**PROBLEM TO SOLVE:** Copy out each line of the data that holds the word "transient".

##### EXERCISE DATA

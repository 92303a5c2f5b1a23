use crate::error::CallError;
use crate::rate_limit::{Decision, RateLimiter};
use futures::future::BoxFuture;
use std::sync::Arc;
use std::task::{Context, Poll};
use tower_layer::Layer;
use tower_service::Service;

/// A layer that enforces rate limits using a [`RateLimiter`].
///
/// Clones share the same limiter, so layering several endpoints with clones of one layer bounds
/// their aggregate rate.
#[derive(Debug)]
pub struct RateLimitLayer<L: ?Sized> {
    limiter: Arc<L>,
}

impl<L> RateLimitLayer<L> {
    /// Create a new rate limit layer.
    pub fn new(limiter: L) -> Self {
        Self { limiter: Arc::new(limiter) }
    }
}

impl<L: ?Sized> RateLimitLayer<L> {
    /// Build a layer around an already shared limiter.
    pub fn shared(limiter: Arc<L>) -> Self {
        Self { limiter }
    }

    pub fn limiter(&self) -> &Arc<L> {
        &self.limiter
    }
}

impl<L: ?Sized> Clone for RateLimitLayer<L> {
    fn clone(&self) -> Self {
        Self { limiter: self.limiter.clone() }
    }
}

impl<S, L> Layer<S> for RateLimitLayer<L>
where
    L: RateLimiter + ?Sized + 'static,
{
    type Service = RateLimitService<S, L>;

    fn layer(&self, service: S) -> Self::Service {
        RateLimitService { inner: service, limiter: self.limiter.clone() }
    }
}

/// Middleware service that enforces rate limits.
#[derive(Debug)]
pub struct RateLimitService<S, L: ?Sized> {
    inner: S,
    limiter: Arc<L>,
}

impl<S: Clone, L: ?Sized> Clone for RateLimitService<S, L> {
    fn clone(&self) -> Self {
        Self { inner: self.inner.clone(), limiter: self.limiter.clone() }
    }
}

impl<S, L, Req> Service<Req> for RateLimitService<S, L>
where
    S: Service<Req, Error = CallError> + Clone + Send + 'static,
    S::Future: Send + 'static,
    S::Response: Send + 'static,
    L: RateLimiter + ?Sized + 'static,
    Req: Send + 'static,
{
    type Response = S::Response;
    type Error = CallError;
    type Future = BoxFuture<'static, Result<Self::Response, Self::Error>>;

    fn poll_ready(&mut self, cx: &mut Context<'_>) -> Poll<Result<(), Self::Error>> {
        self.inner.poll_ready(cx)
    }

    fn call(&mut self, req: Req) -> Self::Future {
        let limiter = self.limiter.clone();
        // The ready clone goes into the future; `self.inner` is left for the next poll_ready.
        let clone = self.inner.clone();
        let mut inner = std::mem::replace(&mut self.inner, clone);

        Box::pin(async move {
            match limiter.acquire(1).await {
                Decision::Allowed { .. } => inner.call(req).await,
                Decision::Denied { wait } => {
                    tracing::debug!(?wait, "outgoing call rate limited");
                    Err(CallError::RateLimited { wait })
                }
            }
        })
    }
}
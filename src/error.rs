//! Error types for the deployment client.
//!
//! Three layers:
//! - [`CallError`]: the outcome of one endpoint round trip that did not produce a typed value.
//! - [`RetryError`]: how a retry loop ended when it did not succeed.
//! - [`DeployError`]: what a caller of the orchestrator sees.
use serde::{Deserialize, Serialize};
use std::fmt;
use std::time::Duration;

/// Structured error returned by the remote service.
#[derive(Debug, Clone, PartialEq, Eq, Serialize, Deserialize, thiserror::Error)]
#[error("remote error {code}: {message}")]
pub struct RemoteError {
    /// HTTP-style status code reported by the service.
    pub code: u16,
    /// Human readable description.
    pub message: String,
}

/// Failure of a single endpoint round trip.
#[derive(Debug, Clone, PartialEq, thiserror::Error)]
pub enum CallError {
    /// Network, I/O or decoding failure.
    #[error("transport failure: {0}")]
    Transport(String),
    /// The shared rate limiter had no token available.
    #[error("rate limited; next token in {wait:?}")]
    RateLimited { wait: Duration },
    /// The service answered with a well-formed error.
    #[error(transparent)]
    Remote(#[from] RemoteError),
    /// The response matched neither the expected type nor the remote error shape.
    #[error("received unexpected response (status {status}); {dump}")]
    UnexpectedResponse { status: u16, dump: String },
}

impl CallError {
    /// Build a transport error from anything displayable.
    pub fn transport(err: impl fmt::Display) -> Self {
        CallError::Transport(err.to_string())
    }

    /// Transport and rate-limit failures are transient; everything else is terminal.
    pub fn is_retryable(&self) -> bool {
        matches!(self, CallError::Transport(_) | CallError::RateLimited { .. })
    }

    /// Borrow the remote error if this is one.
    pub fn as_remote(&self) -> Option<&RemoteError> {
        match self {
            CallError::Remote(e) => Some(e),
            _ => None,
        }
    }
}

#[cfg(feature = "http")]
impl From<reqwest::Error> for CallError {
    fn from(err: reqwest::Error) -> Self {
        CallError::Transport(err.to_string())
    }
}

/// How a retry loop gave up.
#[derive(Debug, Clone)]
pub enum RetryError<E> {
    /// The operation failed with an error the predicate classified as permanent.
    Permanent(E),
    /// The elapsed-time budget ran out. Wraps the last observed failure, if any.
    DeadlineExceeded { attempts: usize, elapsed: Duration, budget: Duration, last: Option<E> },
    /// The caller's context was cancelled.
    Cancelled { attempts: usize, last: Option<E> },
}

impl<E: fmt::Display> fmt::Display for RetryError<E> {
    fn fmt(&self, f: &mut fmt::Formatter<'_>) -> fmt::Result {
        match self {
            Self::Permanent(e) => write!(f, "{}", e),
            Self::DeadlineExceeded { attempts, elapsed, budget, last } => {
                write!(
                    f,
                    "deadline exceeded after {} attempts in {:?} (budget {:?})",
                    attempts, elapsed, budget
                )?;
                match last {
                    Some(e) => write!(f, "; last error: {}", e),
                    None => Ok(()),
                }
            }
            Self::Cancelled { attempts, last } => {
                write!(f, "cancelled after {} attempts", attempts)?;
                match last {
                    Some(e) => write!(f, "; last error: {}", e),
                    None => Ok(()),
                }
            }
        }
    }
}

impl<E: std::error::Error + 'static> std::error::Error for RetryError<E> {
    fn source(&self) -> Option<&(dyn std::error::Error + 'static)> {
        match self {
            Self::Permanent(e) => Some(e),
            Self::DeadlineExceeded { last, .. } | Self::Cancelled { last, .. } => {
                last.as_ref().map(|e| e as &dyn std::error::Error)
            }
        }
    }
}

impl<E> RetryError<E> {
    /// Check if the loop ran out of time.
    pub fn is_deadline_exceeded(&self) -> bool {
        matches!(self, Self::DeadlineExceeded { .. })
    }

    /// Check if the loop was cancelled.
    pub fn is_cancelled(&self) -> bool {
        matches!(self, Self::Cancelled { .. })
    }

    /// Number of attempts made, when known.
    pub fn attempts(&self) -> Option<usize> {
        match self {
            Self::Permanent(_) => None,
            Self::DeadlineExceeded { attempts, .. } | Self::Cancelled { attempts, .. } => {
                Some(*attempts)
            }
        }
    }

    /// The most relevant underlying error: the permanent one or the last transient one.
    pub fn into_last(self) -> Option<E> {
        match self {
            Self::Permanent(e) => Some(e),
            Self::DeadlineExceeded { last, .. } | Self::Cancelled { last, .. } => last,
        }
    }
}

/// Errors surfaced by [`DeploymentClient`](crate::DeploymentClient).
#[derive(Debug, thiserror::Error)]
pub enum DeployError {
    /// Bad or unreachable configuration, or no usable auth mode. Never retried.
    #[error("precondition failed: {0}")]
    Precondition(String),
    /// An endpoint round trip failed.
    #[error(transparent)]
    Call(#[from] CallError),
    /// The deployment has no status conditions yet.
    #[error("deployment condition not available")]
    NotReady,
    /// The first status condition reports a degraded deployment.
    #[error("deployment degraded: {0}")]
    Degraded(String),
    /// A retry loop exhausted its time budget.
    #[error(
        "deadline exceeded after {attempts} attempts in {elapsed:?} (budget {budget:?}){}",
        describe_last(.last)
    )]
    DeadlineExceeded {
        attempts: usize,
        elapsed: Duration,
        budget: Duration,
        #[source]
        last: Option<Box<DeployError>>,
    },
    /// The caller cancelled the operation.
    #[error("deployment cancelled after {attempts} attempts{}", describe_last(.last))]
    Cancelled {
        attempts: usize,
        #[source]
        last: Option<Box<DeployError>>,
    },
}

fn describe_last(last: &Option<Box<DeployError>>) -> String {
    match last {
        Some(e) => format!("; last error: {}", e),
        None => String::new(),
    }
}

impl DeployError {
    /// Build a precondition error from anything displayable.
    pub fn precondition(msg: impl fmt::Display) -> Self {
        DeployError::Precondition(msg.to_string())
    }

    /// Retry predicate used by both orchestrator loops.
    pub fn is_retryable(&self) -> bool {
        match self {
            DeployError::Call(e) => e.is_retryable(),
            DeployError::NotReady => true,
            _ => false,
        }
    }

    /// Check if a time budget ran out.
    pub fn is_deadline_exceeded(&self) -> bool {
        matches!(self, DeployError::DeadlineExceeded { .. })
    }

    /// Borrow the call error if present.
    pub fn as_call(&self) -> Option<&CallError> {
        match self {
            DeployError::Call(e) => Some(e),
            _ => None,
        }
    }

    /// The last failure wrapped by a deadline or cancellation error.
    pub fn last_failure(&self) -> Option<&DeployError> {
        match self {
            DeployError::DeadlineExceeded { last, .. } | DeployError::Cancelled { last, .. } => {
                last.as_deref()
            }
            _ => None,
        }
    }
}

impl From<RetryError<DeployError>> for DeployError {
    fn from(err: RetryError<DeployError>) -> Self {
        match err {
            RetryError::Permanent(e) => e,
            RetryError::DeadlineExceeded { attempts, elapsed, budget, last } => {
                let last = last.map(Box::new);
                DeployError::DeadlineExceeded { attempts, elapsed, budget, last }
            }
            RetryError::Cancelled { attempts, last } => {
                DeployError::Cancelled { attempts, last: last.map(Box::new) }
            }
        }
    }
}

/// Invalid client configuration.
#[derive(Debug, thiserror::Error)]
pub enum ConfigError {
    #[error("invalid configuration: {0}")]
    Invalid(String),
    #[error("missing {0}")]
    Missing(&'static str),
    #[error("failed to parse configuration: {0}")]
    Parse(#[from] serde_yaml::Error),
    #[error("failed to read configuration: {0}")]
    Io(#[from] std::io::Error),
    #[cfg(feature = "http")]
    #[error("failed to build http client: {0}")]
    Http(#[from] reqwest::Error),
}
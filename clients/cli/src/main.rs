use std::process;
use std::thread;
use std::time::Duration;

use rand_chacha::rand_core::SeedableRng;
use rand_chacha::ChaCha8Rng;

use blackjack::{GameError, Pacing, Table, TableUi};

mod console;
mod render;

use console::Console;

/// Cosmetic pause between dealer draws; pure pacing, no game semantics.
struct SleepPacing {
    delay: Duration,
}

impl Default for SleepPacing {
    fn default() -> Self {
        Self {
            delay: Duration::from_secs(1),
        }
    }
}

impl Pacing for SleepPacing {
    fn between_dealer_draws(&mut self) {
        thread::sleep(self.delay);
    }
}

fn main() {
    env_logger::init();

    let mut table = Table::new(ChaCha8Rng::from_entropy());
    let mut ui = Console::new();
    let mut pacing = SleepPacing::default();

    println!("\n=== ASCII Blackjack ===");
    loop {
        match table.play_round(&mut ui, &mut pacing) {
            Ok(summary) => log::debug!("round settled: {:?}", summary.outcome),
            Err(GameError::Interrupted) => return farewell(),
            Err(err) => fatal(err),
        }

        match ui.read_line("Play again? (y/n) > ") {
            Ok(answer) if answer == "y" => {}
            Ok(_) => break,
            Err(GameError::Interrupted) => return farewell(),
            Err(err) => fatal(err),
        }
    }
}

fn farewell() {
    println!("\nBye!");
}

fn fatal(err: GameError) -> ! {
    log::error!("unrecoverable error: {err}");
    eprintln!("fatal: {err}");
    process::exit(1);
}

##########

**EXERCISE RESPONSE:**
    /// Transport and rate-limit failures are transient; everything else is terminal.
    /// The most relevant underlying error: the permanent one or the last transient one.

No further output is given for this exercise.